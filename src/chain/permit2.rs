//! Signature-transfer engine: single-use, owner-signed delegated transfers.
//!
//! Payers sign a [`PermitTransferFrom`] message over the engine's own EIP-712
//! domain instead of submitting a standalone approval transaction. The
//! settlement engine presents the signed authorization, and the engine moves
//! the tokens (out of the allowance the owner granted to the engine's
//! canonical address) in the same call. Each `(owner, nonce)` pair is
//! consumed at most once.

use alloy_primitives::{Address, Bytes, Signature, U256, address};
use alloy_signer::SignerSync;
use alloy_signer_local::PrivateKeySigner;
use alloy_sol_types::{SolStruct, eip712_domain, sol};
use serde::{Deserialize, Serialize};
use std::collections::{HashMap, HashSet};

use crate::timestamp::UnixTimestamp;

/// The canonical signature-transfer engine address, shared across chains.
pub const PERMIT2_ADDRESS: Address = address!("0x000000000022D473030F116dDEE9F6B43aC78BA3");

sol! {
    /// Token and maximum amount the owner permits to be moved.
    struct TokenPermissions {
        address token;
        uint256 amount;
    }

    /// The signed authorization: which token, how much at most, which
    /// spender may execute it, under which single-use nonce, and until when.
    struct PermitTransferFrom {
        TokenPermissions permitted;
        address spender;
        uint256 nonce;
        uint256 deadline;
    }
}

/// A fully specified delegated-transfer funding payload.
///
/// `amount` is the permitted maximum; `requested_amount` is what the spender
/// actually asks to move to `to`. Direct settlement paths require the two to
/// be equal; swap paths treat `amount` as the payer's maximum willingness to
/// pay.
#[derive(Debug, Clone, Serialize, Deserialize)]
#[serde(rename_all = "camelCase")]
pub struct SignedTransferAuthorization {
    /// Token contract the authorization covers.
    pub token: Address,
    /// Maximum amount the owner permitted.
    pub amount: U256,
    /// Single-use nonce, scoped per owner.
    pub nonce: U256,
    /// Authorization expires once the chain clock passes this timestamp.
    pub deadline: UnixTimestamp,
    /// Destination of the transfer.
    pub to: Address,
    /// Amount the spender requests to move.
    pub requested_amount: U256,
    /// The token owner that signed the authorization.
    pub owner: Address,
    /// 65-byte recoverable signature over the engine's EIP-712 message.
    pub signature: Bytes,
}

/// Failures surfaced by the signature-transfer engine.
#[derive(Debug, Clone, PartialEq, Eq, thiserror::Error)]
pub enum Permit2Error {
    #[error("signature expired at {deadline}, now {now}")]
    SignatureExpired {
        deadline: UnixTimestamp,
        now: UnixTimestamp,
    },
    #[error("nonce {0} already used for this owner")]
    InvalidNonce(U256),
    #[error("requested amount {requested} exceeds permitted {permitted}")]
    InvalidAmount { requested: U256, permitted: U256 },
    #[error("recovered signer does not match the stated owner")]
    InvalidSigner,
    #[error("token transfer returned false")]
    TransferFailed,
    #[error("unknown token {0}")]
    UnknownToken(Address),
}

/// Nonce bookkeeping for the engine. Lives inside the simulated ledger.
#[derive(Debug, Clone, Default)]
pub struct Permit2 {
    used: HashMap<Address, HashSet<U256>>,
}

impl Permit2 {
    /// Validates an authorization for `spender` without consuming the nonce.
    pub fn validate(
        &self,
        auth: &SignedTransferAuthorization,
        spender: Address,
        chain_id: u64,
        now: UnixTimestamp,
    ) -> Result<(), Permit2Error> {
        if auth.deadline < now {
            return Err(Permit2Error::SignatureExpired {
                deadline: auth.deadline,
                now,
            });
        }
        if self
            .used
            .get(&auth.owner)
            .is_some_and(|nonces| nonces.contains(&auth.nonce))
        {
            return Err(Permit2Error::InvalidNonce(auth.nonce));
        }
        if auth.requested_amount > auth.amount {
            return Err(Permit2Error::InvalidAmount {
                requested: auth.requested_amount,
                permitted: auth.amount,
            });
        }
        let digest = signing_hash(
            auth.token,
            auth.amount,
            auth.nonce,
            auth.deadline,
            spender,
            chain_id,
        );
        let recovered = Signature::from_raw(&auth.signature)
            .ok()
            .and_then(|signature| signature.recover_address_from_prehash(&digest).ok());
        if recovered != Some(auth.owner) {
            return Err(Permit2Error::InvalidSigner);
        }
        Ok(())
    }

    /// Marks `(owner, nonce)` as consumed.
    pub fn consume(&mut self, owner: Address, nonce: U256) {
        self.used.entry(owner).or_default().insert(nonce);
    }

    /// Whether `(owner, nonce)` has been consumed.
    pub fn is_used(&self, owner: Address, nonce: U256) -> bool {
        self.used
            .get(&owner)
            .is_some_and(|nonces| nonces.contains(&nonce))
    }
}

fn signing_hash(
    token: Address,
    amount: U256,
    nonce: U256,
    deadline: UnixTimestamp,
    spender: Address,
    chain_id: u64,
) -> alloy_primitives::B256 {
    let message = PermitTransferFrom {
        permitted: TokenPermissions { token, amount },
        spender,
        nonce,
        deadline: U256::from(deadline.as_secs()),
    };
    let domain = eip712_domain! {
        name: "Permit2",
        chain_id: chain_id,
        verifying_contract: PERMIT2_ADDRESS,
    };
    message.eip712_signing_hash(&domain)
}

/// Signs a delegated-transfer authorization as the token owner.
#[allow(clippy::too_many_arguments)]
pub fn sign_transfer_authorization(
    signer: &PrivateKeySigner,
    token: Address,
    amount: U256,
    nonce: U256,
    deadline: UnixTimestamp,
    to: Address,
    requested_amount: U256,
    spender: Address,
    chain_id: u64,
) -> Result<SignedTransferAuthorization, alloy_signer::Error> {
    let digest = signing_hash(token, amount, nonce, deadline, spender, chain_id);
    let signature = signer.sign_hash_sync(&digest)?;
    Ok(SignedTransferAuthorization {
        token,
        amount,
        nonce,
        deadline,
        to,
        requested_amount,
        owner: signer.address(),
        signature: Bytes::from(signature.as_bytes().to_vec()),
    })
}

#[cfg(test)]
mod tests {
    use super::*;

    fn auth(signer: &PrivateKeySigner, spender: Address) -> SignedTransferAuthorization {
        sign_transfer_authorization(
            signer,
            Address::repeat_byte(0xaa),
            U256::from(100),
            U256::from(7),
            UnixTimestamp::from_secs(2_000_000_000),
            spender,
            U256::from(100),
            spender,
            8453,
        )
        .unwrap()
    }

    #[test]
    fn test_validate_accepts_fresh_authorization() {
        let signer = PrivateKeySigner::random();
        let spender = Address::repeat_byte(0x55);
        let permit2 = Permit2::default();
        let auth = auth(&signer, spender);
        let now = UnixTimestamp::from_secs(1_000_000_000);
        assert!(permit2.validate(&auth, spender, 8453, now).is_ok());
    }

    #[test]
    fn test_consumed_nonce_rejected() {
        let signer = PrivateKeySigner::random();
        let spender = Address::repeat_byte(0x55);
        let mut permit2 = Permit2::default();
        let auth = auth(&signer, spender);
        permit2.consume(auth.owner, auth.nonce);
        let now = UnixTimestamp::from_secs(1_000_000_000);
        assert_eq!(
            permit2.validate(&auth, spender, 8453, now),
            Err(Permit2Error::InvalidNonce(U256::from(7)))
        );
    }

    #[test]
    fn test_spender_is_bound_by_signature() {
        let signer = PrivateKeySigner::random();
        let spender = Address::repeat_byte(0x55);
        let permit2 = Permit2::default();
        let auth = auth(&signer, spender);
        let now = UnixTimestamp::from_secs(1_000_000_000);
        assert_eq!(
            permit2.validate(&auth, Address::repeat_byte(0x56), 8453, now),
            Err(Permit2Error::InvalidSigner)
        );
    }

    #[test]
    fn test_expired_authorization_rejected() {
        let signer = PrivateKeySigner::random();
        let spender = Address::repeat_byte(0x55);
        let permit2 = Permit2::default();
        let auth = auth(&signer, spender);
        let now = UnixTimestamp::from_secs(2_000_000_001);
        assert!(matches!(
            permit2.validate(&auth, spender, 8453, now),
            Err(Permit2Error::SignatureExpired { .. })
        ));
    }

    #[test]
    fn test_requested_over_permitted_rejected() {
        let signer = PrivateKeySigner::random();
        let spender = Address::repeat_byte(0x55);
        let permit2 = Permit2::default();
        let mut auth = auth(&signer, spender);
        auth.requested_amount = U256::from(101);
        let now = UnixTimestamp::from_secs(1_000_000_000);
        assert!(matches!(
            permit2.validate(&auth, spender, 8453, now),
            Err(Permit2Error::InvalidAmount { .. })
        ));
    }
}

------------

INSTRUCTIONS TO FOLLOW =
Among the lines of the entries above, count those containing the string "delegated". Write the number alone.

EXERCISE RESPONSE =
3